Additionally, the meeting will go into the federal mandates and the bureaucracy these organizations have to cut through to get production of these facilities started to stop the northern movement.

“I’m a veterinarian. It’s reality for me, because I was a kid when it was here last time,” Buenger said. “The economic impact, the animal impact, the wildlife impact, the livestock impact is going to be pretty profound if it were to get here, and there’s great speculation it’s going to be by August or September unless we can get some miraculous production of sterile flies and make a barrier.”

The United States Department of Agriculture releases the Census of Agriculture every five years, with the last results released in 2022. The cattle industry alone in Texas accounts for $15.5 billion in market value. 

“Livestock-wise it will be devastating, because just any procedure we do in livestock – castrating, dehorning, tagging, banding, branding, any of those things – produces some sort of a wound.

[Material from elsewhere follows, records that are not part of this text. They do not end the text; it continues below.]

#[cfg(test)]
mod tests {
    use super::*;
    use assert_matches::assert_matches;
    use chrono::{Duration, TimeZone};
    use rstest::rstest;

    fn ts(minute: i64) -> DateTime<Utc> {
        Utc.with_ymd_and_hms(2026, 3, 2, 8, 0, 0).unwrap() + Duration::minutes(minute)
    }

    fn draft_job() -> JobAggregate {
        JobAggregate::new("acme", "JOB-001", "EUR", ts(0))
    }

    fn scheduled_job_with_lead() -> JobAggregate {
        let mut job = draft_job();
        job.schedule_window(ts(10), ts(120), Some(ts(240))).unwrap();
        job.assignments.push(Assignment {
            employee_ref: Uuid::new_v4(),
            role: AssigneeRole::Lead,
            planned_minutes: 90,
            actual_minutes: 0,
            time_entry_refs: vec![],
        });
        job
    }

    #[test]
    fn schedule_validates_window_and_transitions() {
        let mut job = draft_job();
        job.schedule_window(ts(10), ts(120), Some(ts(240))).unwrap();
        assert_eq!(job.status, JobStatus::Scheduled);
        assert_eq!(job.schedule.planned_start, Some(ts(10)));
    }

    #[test]
    fn schedule_rejects_inverted_window_without_mutation() {
        let mut job = draft_job();
        let err = job.schedule_window(ts(120), ts(10), None).unwrap_err();
        assert_matches!(err, ServiceError::ValidationError(_));
        assert_eq!(job.status, JobStatus::Draft);
        assert!(job.schedule.planned_start.is_none());
    }

    #[test]
    fn schedule_rejects_due_before_start() {
        let mut job = draft_job();
        let err = job
            .schedule_window(ts(60), ts(120), Some(ts(30)))
            .unwrap_err();
        assert_matches!(err, ServiceError::ValidationError(_));
        assert_eq!(job.status, JobStatus::Draft);
    }

    #[test]
    fn start_requires_lead() {
        let mut job = draft_job();
        job.schedule_window(ts(10), ts(120), None).unwrap();
        let err = job.start(ts(10)).unwrap_err();
        assert_matches!(err, ServiceError::ValidationError(_));
        assert_eq!(job.status, JobStatus::Scheduled);

        job.assignments.push(Assignment {
            employee_ref: Uuid::new_v4(),
            role: AssigneeRole::Lead,
            planned_minutes: 60,
            actual_minutes: 0,
            time_entry_refs: vec![],
        });
        job.start(ts(10)).unwrap();
        assert_eq!(job.status, JobStatus::InProgress);
        assert_eq!(job.schedule.started_at, Some(ts(10)));
    }

    #[rstest]
    #[case(JobStatus::Draft, "start")]
    #[case(JobStatus::Draft, "pause")]
    #[case(JobStatus::Draft, "resume")]
    #[case(JobStatus::Draft, "complete")]
    #[case(JobStatus::Scheduled, "schedule")]
    #[case(JobStatus::Scheduled, "pause")]
    #[case(JobStatus::Scheduled, "resume")]
    #[case(JobStatus::InProgress, "schedule")]
    #[case(JobStatus::InProgress, "start")]
    #[case(JobStatus::InProgress, "resume")]
    #[case(JobStatus::Paused, "schedule")]
    #[case(JobStatus::Paused, "start")]
    #[case(JobStatus::Paused, "pause")]
    #[case(JobStatus::Completed, "schedule")]
    #[case(JobStatus::Completed, "start")]
    #[case(JobStatus::Completed, "pause")]
    #[case(JobStatus::Completed, "resume")]
    #[case(JobStatus::Completed, "complete")]
    #[case(JobStatus::Completed, "cancel")]
    #[case(JobStatus::Cancelled, "schedule")]
    #[case(JobStatus::Cancelled, "start")]
    #[case(JobStatus::Cancelled, "complete")]
    #[case(JobStatus::Cancelled, "cancel")]
    fn illegal_transitions_leave_the_job_untouched(
        #[case] status: JobStatus,
        #[case] command: &str,
    ) {
        let mut job = scheduled_job_with_lead();
        job.status = status;
        let before = job.clone();

        let result = match command {
            "schedule" => job.schedule_window(ts(10), ts(120), None),
            "start" => job.start(ts(10)),
            "pause" => job.pause(ts(20), "weather".into()),
            "resume" => job.resume(ts(30)),
            "complete" => job.complete(ts(40)),
            "cancel" => job.cancel(ts(40), "duplicate".into()),
            other => panic!("unknown command {other}"),
        };

        assert_matches!(result, Err(ServiceError::InvalidTransition { .. }));
        assert_eq!(job, before);
    }

    #[test]
    fn duration_excludes_paused_span() {
        let mut job = scheduled_job_with_lead();
        job.start(ts(0)).unwrap();
        job.pause(ts(45), "lunch".into()).unwrap();
        job.resume(ts(75)).unwrap();
        job.complete(ts(105)).unwrap();

        // (T1-T0) + (T3-T2) = 45 + 30 minutes
        assert_eq!(job.schedule.actual_duration_minutes, Some(75));
        assert_eq!(job.schedule.on_time, Some(true));
    }

    #[test]
    fn complete_from_paused_does_not_accrue_the_pause() {
        let mut job = scheduled_job_with_lead();
        job.start(ts(0)).unwrap();
        job.pause(ts(30), "parts missing".into()).unwrap();
        job.complete(ts(90)).unwrap();

        assert_eq!(job.schedule.actual_duration_minutes, Some(30));
    }

    #[test]
    fn complete_is_gated_on_required_checklist_items() {
        let mut job = scheduled_job_with_lead();
        job.steps.push(StepResult {
            step_code: "prep".into(),
            kind: StepKind::Task,
            checklist: vec![ChecklistItem {
                label: "shut off water".into(),
                required: true,
                checked: false,
                photo_urls: vec![],
                note: None,
            }],
            quality: vec![],
            estimated_minutes: Some(15),
            actual_minutes: None,
            completed: true,
        });
        job.start(ts(0)).unwrap();

        let err = job.complete(ts(60)).unwrap_err();
        assert_matches!(err, ServiceError::IncompleteSteps(ref codes) if codes == &vec!["prep".to_string()]);
        assert_eq!(job.status, JobStatus::InProgress);

        job.steps[0].checklist[0].checked = true;
        job.complete(ts(60)).unwrap();
        assert_eq!(job.status, JobStatus::Completed);
    }

    #[test]
    fn late_completion_is_flagged() {
        let mut job = scheduled_job_with_lead();
        job.start(ts(0)).unwrap();
        job.complete(ts(500)).unwrap();
        assert_eq!(job.schedule.on_time, Some(false));
    }

    #[test]
    fn entity_ref_accepts_bare_id_and_snapshot() {
        let id = Uuid::new_v4();
        let bare: EntityRef = serde_json::from_value(serde_json::json!(id)).unwrap();
        assert_eq!(bare.id(), id);

        let snapshot: EntityRef =
            serde_json::from_value(serde_json::json!({ "_id": id, "label": "Unit 4B" })).unwrap();
        assert_eq!(snapshot.id(), id);
    }

    #[test]
    fn material_total_is_quantity_times_unit_cost() {
        let mut usage = MaterialUsage {
            id: Uuid::new_v4(),
            item_ref: None,
            sku: Some("SEAL-12".into()),
            name: "Door seal".into(),
            quantity: Decimal::new(35, 1), // 3.5
            unit: "m".into(),
            cost_per_unit: Decimal::new(420, 2), // 4.20
            currency: "EUR".into(),
            total_cost: Decimal::ZERO,
            charge_to: ChargeTo::Customer,
        };
        usage.recompute_total();
        assert_eq!(usage.total_cost, Decimal::new(1470, 2));
    }
}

If we don’t do that in the wintertime when the flies can’t live, we have got a problem,” Buenger said.

NWS that can lay eggs in living animals and those fly larvae burrow into the flesh of a living animal and cause serious and deadly damage to that animal. 

“The flies lay eggs around wounds, but they also can lay eggs around mucous membranes, like eyes and so forth and even things like the sheath of a horse,” Buenger said. “These larvae hatch in about 12 hours from when they’re laid, they start feeding on live tissue, eating the animal. They eat for six or seven days, then they pupate, fall down. Seven days later, they hatch and there are more flies.”

NWS can infest livestock, pets, wildlife, occasionally birds and in rare cases, people, according to the United States Department of Agriculture.

NWS is endemic in Cuba, Haiti, the Dominican Republic and countries in South America. Cases have spread to Costa Rica, Nicaragua, Honduras, Guatemala, Belize, El Salvador and Mexico. 

USDA eradicated NWS from the United States in 1966 using the sterile insect technique, but there is a constant and new heightened risk of reintroduction into the country.

At the end of May, USDA announced that they were investing $21 million to renovate an existing fruit fly production facility in Metapa, Mexico in an effort to eradicate the insect. The facility would produce 60-100 million sterile flies to push the population further south in Mexico.

Texas Department of Agriculture Commissioner Sid Miller released a statement at the end of May regarding the funding from USDA for the renovation of the Mexico facility.

“The New World Screwworm cannot be eliminated with half-hearted efforts. Actual eradication requires the strategic release of millions of sterile flies,” Miller said. “I was skeptical of the Biden Administration’s approach, but this collaborative effort led by Secretary Brooke Rollins at the (USDA), coupled with strong leadership from Texas Congressional members, will expand North American sterile fly production, marking a crucial step forward.”

The STOP Screwworms Act was introduced in the last legislative session to establish a sterile fly production facility in Texas and was referred to the House Committee on Agriculture. 

Live animal imports from Mexico have been restricted and the suspension will continue to be evaluated by USDA every 30 days. 

U.S. supported sterile insect production facilities in Mexico and Central America have been operating at full production capacity, producing 100 million sterile flies a week. All flies used today are raised in the Panama - U.S. Commission for the Eradication and Prevention of Screwworm Facility.